Supplied material:
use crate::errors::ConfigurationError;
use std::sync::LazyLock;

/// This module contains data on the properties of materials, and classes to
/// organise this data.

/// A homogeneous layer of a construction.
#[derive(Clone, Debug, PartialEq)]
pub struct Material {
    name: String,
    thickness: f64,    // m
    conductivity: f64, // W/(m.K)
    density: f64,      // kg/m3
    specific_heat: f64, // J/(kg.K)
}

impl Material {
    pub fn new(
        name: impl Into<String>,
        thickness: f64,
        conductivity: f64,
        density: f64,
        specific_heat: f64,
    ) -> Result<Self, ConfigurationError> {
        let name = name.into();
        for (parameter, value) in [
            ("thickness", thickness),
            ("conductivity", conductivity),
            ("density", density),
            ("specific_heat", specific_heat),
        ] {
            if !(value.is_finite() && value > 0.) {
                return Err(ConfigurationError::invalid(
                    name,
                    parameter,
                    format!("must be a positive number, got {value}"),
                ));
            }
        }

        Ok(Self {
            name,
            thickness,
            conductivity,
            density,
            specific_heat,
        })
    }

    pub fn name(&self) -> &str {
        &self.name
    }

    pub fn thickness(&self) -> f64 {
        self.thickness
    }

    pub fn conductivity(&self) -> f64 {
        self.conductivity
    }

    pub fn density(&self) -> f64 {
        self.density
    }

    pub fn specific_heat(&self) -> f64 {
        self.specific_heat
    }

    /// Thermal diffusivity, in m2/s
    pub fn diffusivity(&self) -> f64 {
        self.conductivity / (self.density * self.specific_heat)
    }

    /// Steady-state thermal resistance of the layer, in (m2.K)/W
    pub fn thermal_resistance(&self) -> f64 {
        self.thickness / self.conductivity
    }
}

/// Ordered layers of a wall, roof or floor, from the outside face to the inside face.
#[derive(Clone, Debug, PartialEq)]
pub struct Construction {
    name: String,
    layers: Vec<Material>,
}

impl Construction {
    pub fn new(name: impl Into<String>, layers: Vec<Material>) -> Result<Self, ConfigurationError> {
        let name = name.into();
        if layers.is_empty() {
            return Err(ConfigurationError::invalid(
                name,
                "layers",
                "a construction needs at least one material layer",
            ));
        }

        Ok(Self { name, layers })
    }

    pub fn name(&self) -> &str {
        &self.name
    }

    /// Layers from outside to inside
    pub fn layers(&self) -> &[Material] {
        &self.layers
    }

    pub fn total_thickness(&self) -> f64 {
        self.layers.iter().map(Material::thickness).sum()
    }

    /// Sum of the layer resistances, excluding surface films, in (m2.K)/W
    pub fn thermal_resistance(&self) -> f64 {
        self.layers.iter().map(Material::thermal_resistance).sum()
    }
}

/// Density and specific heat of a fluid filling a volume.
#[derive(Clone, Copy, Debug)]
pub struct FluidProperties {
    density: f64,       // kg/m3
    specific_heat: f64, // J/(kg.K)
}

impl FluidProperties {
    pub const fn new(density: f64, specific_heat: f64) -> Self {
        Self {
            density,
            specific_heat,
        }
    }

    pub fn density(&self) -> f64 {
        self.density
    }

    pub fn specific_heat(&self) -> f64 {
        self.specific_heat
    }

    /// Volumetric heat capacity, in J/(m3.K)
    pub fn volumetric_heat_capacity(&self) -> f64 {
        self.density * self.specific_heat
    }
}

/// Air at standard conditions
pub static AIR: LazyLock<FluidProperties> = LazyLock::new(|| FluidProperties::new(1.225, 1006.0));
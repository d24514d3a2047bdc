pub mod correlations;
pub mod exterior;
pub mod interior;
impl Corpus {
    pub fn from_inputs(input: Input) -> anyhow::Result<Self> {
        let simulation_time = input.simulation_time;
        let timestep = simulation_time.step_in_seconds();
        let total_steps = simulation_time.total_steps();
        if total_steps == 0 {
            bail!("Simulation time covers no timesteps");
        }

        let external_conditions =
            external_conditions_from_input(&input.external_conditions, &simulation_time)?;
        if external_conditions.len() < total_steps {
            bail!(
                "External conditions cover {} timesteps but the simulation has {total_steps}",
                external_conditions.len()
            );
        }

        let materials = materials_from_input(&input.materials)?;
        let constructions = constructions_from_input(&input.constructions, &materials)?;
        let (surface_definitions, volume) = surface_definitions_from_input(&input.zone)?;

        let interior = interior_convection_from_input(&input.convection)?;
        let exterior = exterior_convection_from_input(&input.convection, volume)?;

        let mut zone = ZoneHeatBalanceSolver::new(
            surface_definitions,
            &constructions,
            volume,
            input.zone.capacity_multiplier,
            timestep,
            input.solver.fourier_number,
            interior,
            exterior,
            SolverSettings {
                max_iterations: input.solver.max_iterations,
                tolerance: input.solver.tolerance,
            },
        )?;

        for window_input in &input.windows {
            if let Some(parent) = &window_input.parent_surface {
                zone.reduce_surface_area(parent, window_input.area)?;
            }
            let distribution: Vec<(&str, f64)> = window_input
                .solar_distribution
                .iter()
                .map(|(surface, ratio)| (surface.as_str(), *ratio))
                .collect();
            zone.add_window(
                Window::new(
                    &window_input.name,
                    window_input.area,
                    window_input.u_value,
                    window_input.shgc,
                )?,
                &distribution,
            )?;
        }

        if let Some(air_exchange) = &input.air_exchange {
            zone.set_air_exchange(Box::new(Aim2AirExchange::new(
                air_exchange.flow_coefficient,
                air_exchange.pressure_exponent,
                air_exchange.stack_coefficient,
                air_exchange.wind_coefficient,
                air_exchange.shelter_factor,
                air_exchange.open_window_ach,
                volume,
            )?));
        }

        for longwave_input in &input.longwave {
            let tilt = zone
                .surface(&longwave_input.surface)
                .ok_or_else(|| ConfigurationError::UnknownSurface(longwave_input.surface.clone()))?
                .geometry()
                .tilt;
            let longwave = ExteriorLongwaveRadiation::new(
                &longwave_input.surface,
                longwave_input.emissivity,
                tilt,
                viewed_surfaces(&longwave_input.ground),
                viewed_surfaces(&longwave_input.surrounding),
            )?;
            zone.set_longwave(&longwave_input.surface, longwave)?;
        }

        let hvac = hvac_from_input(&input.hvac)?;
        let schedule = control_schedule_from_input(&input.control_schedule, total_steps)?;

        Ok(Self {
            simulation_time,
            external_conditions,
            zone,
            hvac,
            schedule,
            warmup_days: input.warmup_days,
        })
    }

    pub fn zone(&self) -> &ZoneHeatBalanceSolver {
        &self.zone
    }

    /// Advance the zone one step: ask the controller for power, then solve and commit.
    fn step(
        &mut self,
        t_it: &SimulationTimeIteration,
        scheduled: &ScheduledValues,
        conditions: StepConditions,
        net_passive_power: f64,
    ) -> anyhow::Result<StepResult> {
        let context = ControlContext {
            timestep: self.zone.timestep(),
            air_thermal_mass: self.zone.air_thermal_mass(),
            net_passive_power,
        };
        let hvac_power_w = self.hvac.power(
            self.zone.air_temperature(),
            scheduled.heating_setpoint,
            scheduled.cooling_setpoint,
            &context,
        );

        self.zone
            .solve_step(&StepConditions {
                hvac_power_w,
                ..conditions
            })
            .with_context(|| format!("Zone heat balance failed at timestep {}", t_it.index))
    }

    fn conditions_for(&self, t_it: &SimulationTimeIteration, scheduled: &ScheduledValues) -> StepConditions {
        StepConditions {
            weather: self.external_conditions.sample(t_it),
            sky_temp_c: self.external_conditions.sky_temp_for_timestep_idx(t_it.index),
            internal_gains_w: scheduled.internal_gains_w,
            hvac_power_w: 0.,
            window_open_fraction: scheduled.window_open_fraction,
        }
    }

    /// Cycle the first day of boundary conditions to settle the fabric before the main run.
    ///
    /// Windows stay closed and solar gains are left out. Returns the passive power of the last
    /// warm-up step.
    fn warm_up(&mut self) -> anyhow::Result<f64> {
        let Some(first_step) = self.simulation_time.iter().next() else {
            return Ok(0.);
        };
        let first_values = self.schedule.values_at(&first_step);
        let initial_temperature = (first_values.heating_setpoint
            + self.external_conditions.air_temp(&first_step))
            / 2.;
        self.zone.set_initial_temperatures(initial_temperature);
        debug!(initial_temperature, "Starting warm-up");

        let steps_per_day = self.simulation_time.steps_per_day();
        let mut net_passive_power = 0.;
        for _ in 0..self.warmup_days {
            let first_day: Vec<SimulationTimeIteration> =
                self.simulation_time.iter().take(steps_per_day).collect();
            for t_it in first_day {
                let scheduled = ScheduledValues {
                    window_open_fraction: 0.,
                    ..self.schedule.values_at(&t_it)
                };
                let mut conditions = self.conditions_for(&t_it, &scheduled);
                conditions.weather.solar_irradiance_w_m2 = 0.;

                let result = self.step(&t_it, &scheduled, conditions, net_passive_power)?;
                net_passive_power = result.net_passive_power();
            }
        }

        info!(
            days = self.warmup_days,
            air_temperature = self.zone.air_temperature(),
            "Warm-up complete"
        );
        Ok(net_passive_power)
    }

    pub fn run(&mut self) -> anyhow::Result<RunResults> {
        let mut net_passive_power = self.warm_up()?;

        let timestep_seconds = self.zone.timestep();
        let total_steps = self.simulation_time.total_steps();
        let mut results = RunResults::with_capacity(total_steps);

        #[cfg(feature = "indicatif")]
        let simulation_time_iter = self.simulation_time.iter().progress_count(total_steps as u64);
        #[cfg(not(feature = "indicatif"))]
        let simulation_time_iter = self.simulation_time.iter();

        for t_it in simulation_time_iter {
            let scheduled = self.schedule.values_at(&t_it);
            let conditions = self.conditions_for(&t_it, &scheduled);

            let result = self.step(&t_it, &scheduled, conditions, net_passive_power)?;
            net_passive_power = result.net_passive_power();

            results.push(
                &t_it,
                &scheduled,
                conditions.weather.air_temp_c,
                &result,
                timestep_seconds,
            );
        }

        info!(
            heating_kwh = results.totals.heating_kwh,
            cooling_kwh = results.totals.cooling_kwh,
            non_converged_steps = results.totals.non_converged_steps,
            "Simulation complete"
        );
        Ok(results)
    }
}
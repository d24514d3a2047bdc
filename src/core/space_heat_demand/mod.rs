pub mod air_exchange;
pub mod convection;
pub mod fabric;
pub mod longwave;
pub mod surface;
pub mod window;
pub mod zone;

Goal of the exercise: What lines above mention "String"? Copy each one.

Output below:
    name: String,
        name: impl Into<String>,
    name: String,
    pub fn new(name: impl Into<String>, layers: Vec<Material>) -> Result<Self, ConfigurationError> {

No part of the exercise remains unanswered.